From the records below, copy out each line that has the word "PathBuf".

BEGIN

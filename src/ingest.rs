//! Record ingestion.
//!
//! A `RecordSource` produces the ordered record list and the container's
//! source metadata once, before the first frame. The built-in bootstrap set
//! mirrors a small Windows disk image; a TOML manifest can supply any other
//! list of the same shape.

use std::path::PathBuf;

use anyhow::Context;
use chrono::{DateTime, Utc};
use serde::Deserialize;
use tracing::{info, warn};

use crate::record::{FileKind, MAX_RECORDS, Record, SourceMetadata};

/// Output of one ingestion pass.
#[derive(Debug, Clone)]
pub struct Ingested {
    pub records: Vec<Record>,
    pub source: SourceMetadata,
}

pub trait RecordSource {
    fn load(&self) -> anyhow::Result<Ingested>;
}

// ---------------------------------------------------------------------------
// Bootstrap set
// ---------------------------------------------------------------------------

/// Fixed evidence set used when no manifest is given.
#[derive(Debug, Clone)]
pub struct BootstrapSource {
    acquired: DateTime<Utc>,
}

impl BootstrapSource {
    pub fn new(acquired: DateTime<Utc>) -> Self {
        Self { acquired }
    }
}

impl Default for BootstrapSource {
    fn default() -> Self {
        Self::new(Utc::now())
    }
}

impl RecordSource for BootstrapSource {
    fn load(&self) -> anyhow::Result<Ingested> {
        use FileKind::*;

        let records = vec![
            Record::new("disk_image.E01", "/", Folder, 2_500_000_000),
            Record::new("Windows", "/Windows", Folder, 15_000_000).with_depth(1),
            Record::new("System32", "/Windows/System32", Folder, 8_000_000).with_depth(2),
            Record::new("notepad.exe", "/Windows/System32/notepad.exe", Executable, 179_712)
                .with_depth(3)
                .with_format("PE")
                .with_digest("a1b2c3d4e5f6789012345678901234ab"),
            Record::new("calc.exe", "/Windows/System32/calc.exe", Executable, 27_648)
                .with_depth(3)
                .with_format("PE")
                .with_digest("b2c3d4e5f67890123456789012345abc"),
            Record::new("Users", "/Users", Folder, 5_000_000).with_depth(1),
            Record::new("John", "/Users/John", Folder, 3_000_000).with_depth(2),
            Record::new("Documents", "/Users/John/Documents", Folder, 2_000_000).with_depth(3),
            Record::new("report.pdf", "/Users/John/Documents/report.pdf", Document, 867_328)
                .with_depth(4)
                .with_format("PDF")
                .with_digest("c3d4e5f678901234567890123456abcd"),
            Record::new("photo.jpg", "/Users/John/Documents/photo.jpg", Image, 2_097_152)
                .with_depth(4)
                .with_format("JPEG")
                .with_digest("d4e5f67890123456789012345678abcd"),
            Record::new("Program Files", "/Program Files", Folder, 1_000_000_000).with_depth(1),
            Record::new("deleted_file.txt (recovered)", "/deleted_file.txt", Deleted, 4096)
                .with_depth(1)
                .with_format("TXT")
                .with_digest("e5f678901234567890123456789abcde"),
        ];

        let source = SourceMetadata {
            image_path: "evidence/disk_image.E01".to_string(),
            format: "E01".to_string(),
            total_size: 2_500_000_000,
            compression: "ZLIB".to_string(),
            evidence_id: "EV-2024-001".to_string(),
            created: self.acquired,
            examiner: "Digital Forensics Team".to_string(),
        };

        info!(records = records.len(), "Loaded bootstrap evidence set");
        Ok(Ingested { records, source })
    }
}

// ---------------------------------------------------------------------------
// TOML manifest
// ---------------------------------------------------------------------------

/// Reads `[source]` plus a `[[record]]` array from a TOML file.
#[derive(Debug, Clone)]
pub struct ManifestSource {
    path: PathBuf,
}

impl ManifestSource {
    pub fn new(path: impl Into<PathBuf>) -> Self {
        Self { path: path.into() }
    }

    /// Parse manifest text. Timestamps are RFC 3339 strings.
    pub fn parse(text: &str) -> anyhow::Result<Ingested> {
        let manifest: Manifest = toml::from_str(text).context("invalid evidence manifest")?;

        let mut entries = manifest.record;
        if entries.len() > MAX_RECORDS {
            warn!(
                supplied = entries.len(),
                capacity = MAX_RECORDS,
                "Manifest lists more records than the store holds, dropping the rest"
            );
            entries.truncate(MAX_RECORDS);
        }

        let records = entries.into_iter().map(ManifestRecord::into_record).collect();
        let s = manifest.source;
        let source = SourceMetadata {
            image_path: s.image_path,
            format: s.format,
            total_size: s.total_size,
            compression: s.compression,
            evidence_id: s.evidence_id,
            created: s.created.unwrap_or_else(Utc::now),
            examiner: s.examiner,
        };
        Ok(Ingested { records, source })
    }
}

impl RecordSource for ManifestSource {
    fn load(&self) -> anyhow::Result<Ingested> {
        let text = std::fs::read_to_string(&self.path)
            .with_context(|| format!("reading manifest {}", self.path.display()))?;
        let ingested = Self::parse(&text)
            .with_context(|| format!("loading manifest {}", self.path.display()))?;
        info!(
            path = %self.path.display(),
            records = ingested.records.len(),
            evidence = %ingested.source.evidence_id,
            "Loaded evidence manifest"
        );
        Ok(ingested)
    }
}

#[derive(Debug, Deserialize)]
#[serde(deny_unknown_fields)]
struct Manifest {
    source: ManifestHeader,
    #[serde(default)]
    record: Vec<ManifestRecord>,
}

#[derive(Debug, Deserialize)]
struct ManifestHeader {
    image_path: String,
    #[serde(default)]
    format: String,
    #[serde(default)]
    total_size: u64,
    #[serde(default)]
    compression: String,
    evidence_id: String,
    created: Option<DateTime<Utc>>,
    #[serde(default)]
    examiner: String,
}

#[derive(Debug, Deserialize)]
struct ManifestRecord {
    name: String,
    path: String,
    kind: FileKind,
    size: u64,
    #[serde(default)]
    depth: u32,
    #[serde(default)]
    format: String,
    digest: Option<String>,
    deleted: Option<bool>,
    created: Option<DateTime<Utc>>,
    modified: Option<DateTime<Utc>>,
    accessed: Option<DateTime<Utc>>,
}

impl ManifestRecord {
    fn into_record(self) -> Record {
        let mut record = Record::new(self.name, self.path, self.kind, self.size)
            .with_depth(self.depth)
            .with_format(self.format);
        if let Some(digest) = self.digest {
            record.digest = digest;
        }
        if let Some(deleted) = self.deleted {
            record.is_deleted = deleted;
        }
        record.created = self.created;
        record.modified = self.modified;
        record.accessed = self.accessed;
        record
    }
}
//! Tracing setup.
//!
//! stderr always receives events filtered by `RUST_LOG` (default `warn`).
//! With `CHARON_LOG=1` a second, non-blocking layer also appends to
//! `charon.log` in the user log directory and the default level rises to
//! `info`.

use std::path::PathBuf;

use tracing_subscriber::{EnvFilter, fmt, layer::SubscriberExt, util::SubscriberInitExt};

const LOG_ENV: &str = "CHARON_LOG";
const LOG_FILE: &str = "charon.log";

/// Keeps the file writer's worker alive. Hold it until `main` returns.
pub struct LogGuard {
    _file_guard: Option<tracing_appender::non_blocking::WorkerGuard>,
}

pub fn init() -> LogGuard {
    let to_file = file_logging_requested(std::env::var(LOG_ENV).ok().as_deref());
    let default_level = if to_file { "info" } else { "warn" };
    let filter =
        EnvFilter::try_from_default_env().unwrap_or_else(|_| EnvFilter::new(default_level));

    let (file_layer, guard) = if to_file {
        let dir = log_dir().unwrap_or_else(std::env::temp_dir);
        let _ = std::fs::create_dir_all(&dir);
        let (writer, guard) =
            tracing_appender::non_blocking(tracing_appender::rolling::never(dir, LOG_FILE));
        (
            Some(fmt::layer().with_writer(writer).with_ansi(false)),
            Some(guard),
        )
    } else {
        (None, None)
    };

    tracing_subscriber::registry()
        .with(filter)
        .with(fmt::layer().with_writer(std::io::stderr))
        .with(file_layer)
        .init();

    LogGuard { _file_guard: guard }
}

fn file_logging_requested(value: Option<&str>) -> bool {
    value.map(str::trim) == Some("1")
}

fn log_dir() -> Option<PathBuf> {
    let base = match std::env::var_os("XDG_DATA_HOME") {
        Some(xdg) => PathBuf::from(xdg),
        None => {
            let home = PathBuf::from(std::env::var_os("HOME")?);
            if cfg!(target_os = "macos") {
                home.join("Library").join("Logs")
            } else {
                home.join(".local").join("share")
            }
        }
    };
    Some(base.join("charon"))
}

#[cfg(test)]
mod tests {
    use super::*;

    #[test]
    fn only_one_enables_file_logging() {
        assert!(file_logging_requested(Some("1")));
        assert!(file_logging_requested(Some(" 1\n")));
        assert!(!file_logging_requested(Some("0")));
        assert!(!file_logging_requested(Some("true")));
        assert!(!file_logging_requested(None));
    }

    #[test]
    fn log_dir_ends_in_app_name() {
        if let Some(dir) = log_dir() {
            assert!(dir.ends_with("charon"));
        }
    }
}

END

**ANSWER SPACE**
use std::path::PathBuf;
    path: PathBuf,
    pub fn new(path: impl Into<PathBuf>) -> Self {
use std::path::PathBuf;
fn log_dir() -> Option<PathBuf> {
        Some(xdg) => PathBuf::from(xdg),
            let home = PathBuf::from(std::env::var_os("HOME")?);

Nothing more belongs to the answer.